AgathaSpencerGregson · 27/06/2023 15:32

“I have rega

“I have regard to the fact that on this occasion you acted in a way which was wholly out of character”
how much more explicit would you like the judge to have been?

AgathaSpencerGregson · 27/06/2023 15:34

“I have detected nothing to suggest you would be a danger to children or anyone else”
seems pretty definite

AllOfThemWitches · 27/06/2023 15:38

(with the possible exception of another child of your own if you were to fall pregnant again in similar circumstances, which is a remote possibility given the sentence I am about to impose).

AllOfThemWitches · 27/06/2023 15:38

AgathaSpencerGregson · 27/06/2023 15:33

“I have regard to the fact that on this occasion you acted in a way which was wholly out of character”
how much more explicit would you like the judge to have been?

Well yes, violent murderers aren't necessarily violent all of the time.

AllOfThemWitches · 27/06/2023 15:45

Someone being capable of extreme violence towards their child doesn't mean they are regularly displaying anti social behaviour

placemats · 27/06/2023 15:53

AllOfThemWitches · 27/06/2023 15:38

(with the possible exception of another child of your own if you were to fall pregnant again in similar circumstances, which is a remote possibility given the sentence I am about to impose).

Have you just made that up?

What does 'fall pregnant' mean?

I was 32 when I had my first live birth.

OP posts:
AP5Diva · 27/06/2023 15:53

Iwasafool · 27/06/2023 14:29

Doesn't make sense.
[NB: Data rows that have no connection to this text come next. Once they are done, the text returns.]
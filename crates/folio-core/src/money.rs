//! # Money Module
//!
//! Provides the `Money` type for handling monetary values exactly.
//!
//! ## Why Fixed-Point Money?
//! ```text
//! ┌─────────────────────────────────────────────────────────────────────────┐
//! │  THE FLOATING POINT PROBLEM                                             │
//! │                                                                         │
//! │  In binary floating point:                                              │
//! │    0.1 + 0.2 = 0.30000000000000004  ❌ WRONG!                           │
//! │                                                                         │
//! │  Summed over millions of purchases the drift becomes visible in        │
//! │  yearly totals and can even flip an "employee of the year" ranking.    │
//! │                                                                         │
//! │  OUR SOLUTION: Integer minor units + round-half-up                      │
//! │    $12.345 → 1234.5 cents → 1235 cents                                  │
//! │    Every operation rounds once, after the raw integer arithmetic       │
//! │                                                                         │
//! └─────────────────────────────────────────────────────────────────────────┘
//! ```
//!
//! ## Usage
//! ```rust
//! use folio_core::money::{retail_price, Currency, Money};
//!
//! let purchase_price = Money::parse("10.00", Currency::Usd).unwrap();
//! let retail = retail_price(purchase_price); // 11% margin
//! assert_eq!(retail.minor(), 1110);
//!
//! let line_total = retail.times(3);
//! assert_eq!(line_total.to_string(), "$33.30");
//! ```

use serde::{Deserialize, Serialize};
use std::fmt;
use std::ops::{Add, AddAssign, Mul};

use crate::error::{CoreError, CoreResult};

// =============================================================================
// Constants
// =============================================================================

/// Number of fractional digits every amount is rounded to.
pub const SCALE: u32 = 2;

/// Minor units per major unit (10^SCALE).
const MINOR_PER_MAJOR: i64 = 100;

/// Basis points per whole (1 bps = 0.01%).
const BPS_PER_WHOLE: i128 = 10_000;

/// Longest fractional part accepted by [`Money::parse`].
const MAX_PARSE_FRACTION_DIGITS: usize = 18;

/// Longest integer part accepted by [`Money::parse`].
const MAX_PARSE_INTEGER_DIGITS: usize = 15;

/// The single currency the bookstore deployment operates in.
pub const DEPLOYMENT_CURRENCY: Currency = Currency::Usd;

/// Markup applied uniformly to every purchase price to derive the sale
/// price: 1.11, an 11% margin.
pub const RETAIL_MARGIN: Multiplier = Multiplier::from_bps(11_100);

// =============================================================================
// Currency
// =============================================================================

/// ISO 4217 currency of an amount.
#[derive(Debug, Clone, Copy, PartialEq, Eq, PartialOrd, Ord, Hash, Serialize, Deserialize)]
#[serde(rename_all = "UPPERCASE")]
pub enum Currency {
    /// US Dollar.
    Usd,
    /// Euro.
    Eur,
}

impl Currency {
    /// Three-letter ISO code.
    pub const fn code(&self) -> &'static str {
        match self {
            Currency::Usd => "USD",
            Currency::Eur => "EUR",
        }
    }

    /// Display symbol.
    pub const fn symbol(&self) -> &'static str {
        match self {
            Currency::Usd => "$",
            Currency::Eur => "€",
        }
    }
}

impl fmt::Display for Currency {
    fn fmt(&self, f: &mut fmt::Formatter<'_>) -> fmt::Result {
        f.write_str(self.code())
    }
}

// =============================================================================
// Multiplier
// =============================================================================

/// A non-negative decimal scalar represented in basis points.
///
/// 10_000 bps = 1.0, 11_100 bps = 1.11.
#[derive(Debug, Clone, Copy, PartialEq, Eq, PartialOrd, Ord, Hash, Serialize, Deserialize)]
pub struct Multiplier(u32);

impl Multiplier {
    /// Creates a multiplier from basis points.
    #[inline]
    pub const fn from_bps(bps: u32) -> Self {
        Multiplier(bps)
    }

    /// Returns the multiplier in basis points.
    #[inline]
    pub const fn bps(&self) -> u32 {
        self.0
    }

    /// The identity multiplier (1.0).
    #[inline]
    pub const fn one() -> Self {
        Multiplier(BPS_PER_WHOLE as u32)
    }
}

// =============================================================================
// Money Type
// =============================================================================

/// An exact monetary amount in minor units of a single currency.
///
/// ## Design Decisions
/// - **i64 minor units**: no binary floating point anywhere
/// - **Currency carried along**: combining currencies is a programmer error
///   and trips an assertion (use [`Money::checked_add`] to get an error)
/// - **Immutable**: every operation returns a new value
///
/// Ordering compares the amount first. It is only meaningful between
/// amounts of the same currency.
#[derive(Debug, Clone, Copy, PartialEq, Eq, PartialOrd, Ord, Hash, Serialize, Deserialize)]
pub struct Money {
    minor: i64,
    currency: Currency,
}

impl Money {
    /// Creates a Money value from minor units (cents for USD).
    #[inline]
    pub const fn from_minor(minor: i64, currency: Currency) -> Self {
        Money { minor, currency }
    }

    /// Creates a Money value from cents in the deployment currency.
    ///
    /// ## Example
    /// ```rust
    /// use folio_core::money::Money;
    ///
    /// let price = Money::from_cents(1099); // $10.99
    /// assert_eq!(price.minor(), 1099);
    /// ```
    #[inline]
    pub const fn from_cents(cents: i64) -> Self {
        Money::from_minor(cents, DEPLOYMENT_CURRENCY)
    }

    /// Creates a Money value from major and minor units.
    ///
    /// For negative amounts only the major unit should be negative:
    /// `from_major_minor(-5, 50, ..)` is -5.50, not -4.50.
    #[inline]
    pub const fn from_major_minor(major: i64, minor: i64, currency: Currency) -> Self {
        if major < 0 {
            Money::from_minor(major * MINOR_PER_MAJOR - minor, currency)
        } else {
            Money::from_minor(major * MINOR_PER_MAJOR + minor, currency)
        }
    }

    /// Zero in the given currency.
    #[inline]
    pub const fn zero(currency: Currency) -> Self {
        Money::from_minor(0, currency)
    }

    /// Parses a decimal string, rounding half-up to [`SCALE`] digits.
    ///
    /// ## Example
    /// ```rust
    /// use folio_core::money::{Currency, Money};
    ///
    /// assert_eq!(Money::parse("12.345", Currency::Usd).unwrap().minor(), 1235);
    /// assert_eq!(Money::parse("-0.005", Currency::Usd).unwrap().minor(), -1);
    /// assert_eq!(Money::parse("7", Currency::Usd).unwrap().minor(), 700);
    /// assert!(Money::parse("1.2.3", Currency::Usd).is_err());
    /// ```
    pub fn parse(input: &str, currency: Currency) -> CoreResult<Self> {
        let invalid = |reason: &str| CoreError::InvalidAmount {
            input: input.to_string(),
            reason: reason.to_string(),
        };

        let trimmed = input.trim();
        let (negative, unsigned) = match trimmed.strip_prefix('-') {
            Some(rest) => (true, rest),
            None => (false, trimmed.strip_prefix('+').unwrap_or(trimmed)),
        };

        let (integer, fraction) = match unsigned.split_once('.') {
            Some((integer, fraction)) => (integer, fraction),
            None => (unsigned, ""),
        };

        if integer.is_empty() && fraction.is_empty() {
            return Err(invalid("no digits"));
        }
        if !integer.chars().chain(fraction.chars()).all(|c| c.is_ascii_digit()) {
            return Err(invalid("expected digits with an optional decimal point"));
        }
        if integer.len() > MAX_PARSE_INTEGER_DIGITS {
            return Err(invalid("integer part too long"));
        }
        if fraction.len() > MAX_PARSE_FRACTION_DIGITS {
            return Err(invalid("fractional part too long"));
        }

        let mut digits: i128 = 0;
        for c in integer.chars().chain(fraction.chars()) {
            digits = digits * 10 + i128::from(c as u8 - b'0');
        }
        if negative {
            digits = -digits;
        }

        let denominator = 10i128.pow(fraction.len() as u32);
        let minor = round_half_up(digits * i128::from(MINOR_PER_MAJOR), denominator);
        Ok(Money::from_minor(minor as i64, currency))
    }

    /// Returns the amount in minor units.
    #[inline]
    pub const fn minor(&self) -> i64 {
        self.minor
    }

    /// Returns the currency.
    #[inline]
    pub const fn currency(&self) -> Currency {
        self.currency
    }

    /// Returns the major unit portion (truncated toward zero).
    #[inline]
    pub const fn major(&self) -> i64 {
        self.minor / MINOR_PER_MAJOR
    }

    /// Returns the minor unit portion (always 0-99).
    #[inline]
    pub const fn minor_part(&self) -> i64 {
        (self.minor % MINOR_PER_MAJOR).abs()
    }

    /// Checks if the value is zero.
    #[inline]
    pub const fn is_zero(&self) -> bool {
        self.minor == 0
    }

    /// Checks if the value is negative.
    #[inline]
    pub const fn is_negative(&self) -> bool {
        self.minor < 0
    }

    /// Adds two amounts, reporting a currency mismatch or `i64` overflow
    /// as an error.
    pub fn checked_add(&self, other: Money) -> CoreResult<Money> {
        if self.currency != other.currency {
            return Err(CoreError::CurrencyMismatch {
                expected: self.currency,
                found: other.currency,
            });
        }
        let minor = self
            .minor
            .checked_add(other.minor)
            .ok_or(CoreError::AmountOverflow)?;
        Ok(Money::from_minor(minor, self.currency))
    }

    /// Sums amounts that must all be in `currency`.
    pub fn total<I>(amounts: I, currency: Currency) -> CoreResult<Money>
    where
        I: IntoIterator<Item = Money>,
    {
        amounts
            .into_iter()
            .try_fold(Money::zero(currency), |acc, amount| acc.checked_add(amount))
    }

    /// Multiplies by a whole quantity. Exact, no rounding involved.
    ///
    /// ## Example
    /// ```rust
    /// use folio_core::money::Money;
    ///
    /// let unit_price = Money::from_cents(299);
    /// assert_eq!(unit_price.times(3).minor(), 897);
    /// ```
    #[inline]
    pub fn times(&self, quantity: u32) -> Money {
        Money::from_minor(self.minor * i64::from(quantity), self.currency)
    }

    /// Like [`Money::times`], but reports `i64` overflow instead of
    /// wrapping or panicking.
    pub fn checked_times(&self, quantity: u32) -> CoreResult<Money> {
        self.minor
            .checked_mul(i64::from(quantity))
            .map(|minor| Money::from_minor(minor, self.currency))
            .ok_or(CoreError::AmountOverflow)
    }

    /// Multiplies by a decimal scalar, rounding half-up after the raw
    /// integer product.
    ///
    /// ## Example
    /// ```rust
    /// use folio_core::money::{Money, Multiplier};
    ///
    /// // $0.05 × 1.5 = $0.075 → $0.08
    /// let m = Money::from_cents(5).multiply(Multiplier::from_bps(15_000));
    /// assert_eq!(m.minor(), 8);
    /// ```
    pub fn multiply(&self, factor: Multiplier) -> Money {
        let raw = i128::from(self.minor) * i128::from(factor.bps());
        Money::from_minor(round_half_up(raw, BPS_PER_WHOLE) as i64, self.currency)
    }

    /// Divides into `count` equal shares, rounding half-up.
    ///
    /// Returns `None` for a zero count.
    pub fn div_round(&self, count: u64) -> Option<Money> {
        if count == 0 {
            return None;
        }
        let minor = round_half_up(i128::from(self.minor), i128::from(count));
        Some(Money::from_minor(minor as i64, self.currency))
    }

    /// Formats the bare amount, e.g. `"12.34"` or `"-0.50"`.
    pub fn to_amount_string(&self) -> String {
        let sign = if self.minor < 0 { "-" } else { "" };
        format!(
            "{}{}.{:02}",
            sign,
            self.major().abs(),
            self.minor_part()
        )
    }
}

/// Divides rounding half away from zero. `denominator` must be positive.
fn round_half_up(numerator: i128, denominator: i128) -> i128 {
    debug_assert!(denominator > 0);
    let quotient = numerator / denominator;
    let remainder = numerator % denominator;
    if remainder.abs() * 2 >= denominator {
        quotient + numerator.signum()
    } else {
        quotient
    }
}

/// Derives a sale price from a purchase price by applying [`RETAIL_MARGIN`].
///
/// ## Example
/// ```rust
/// use folio_core::money::{retail_price, Money};
///
/// // $7.25 × 1.11 = $8.0475 → $8.05
/// assert_eq!(retail_price(Money::from_cents(725)).minor(), 805);
/// ```
pub fn retail_price(purchase_price: Money) -> Money {
    purchase_price.multiply(RETAIL_MARGIN)
}

// =============================================================================
// Trait Implementations
// =============================================================================

/// Display shows symbol and amount, e.g. `$10.99` or `-€5.50`.
impl fmt::Display for Money {
    fn fmt(&self, f: &mut fmt::Formatter<'_>) -> fmt::Result {
        let sign = if self.minor < 0 { "-" } else { "" };
        write!(
            f,
            "{}{}{}.{:02}",
            sign,
            self.currency.symbol(),
            self.major().abs(),
            self.minor_part()
        )
    }
}

/// Addition of two Money values. Panics on a currency mismatch.
impl Add for Money {
    type Output = Self;

    #[inline]
    fn add(self, other: Self) -> Self {
        assert_eq!(
            self.currency, other.currency,
            "cannot add amounts of different currencies"
        );
        Money::from_minor(self.minor + other.minor, self.currency)
    }
}

/// Addition assignment (+=). Panics on a currency mismatch.
impl AddAssign for Money {
    #[inline]
    fn add_assign(&mut self, other: Self) {
        *self = *self + other;
    }
}

/// Multiplication by a quantity.
impl Mul<u32> for Money {
    type Output = Self;

    #[inline]
    fn mul(self, quantity: u32) -> Self {
        self.times(quantity)
    }
}

/// Multiplication by a decimal scalar.
impl Mul<Multiplier> for Money {
    type Output = Self;

    #[inline]
    fn mul(self, factor: Multiplier) -> Self {
        self.multiply(factor)
    }
}

// =============================================================================
// Unit Tests
// =============================================================================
If the forensic evidence was he breathed and she fractured his skull and put the cottonwool in his mouth she must have done that, I don't see why she wouldn't plead guilty to infanticide.

Because, as one the of examining psychiatrists noted, she had no memory of hurting the baby much less killing him. She had a completely different memory as to happened and what she did. This is called a “false memory” and is also evidence of psychosis.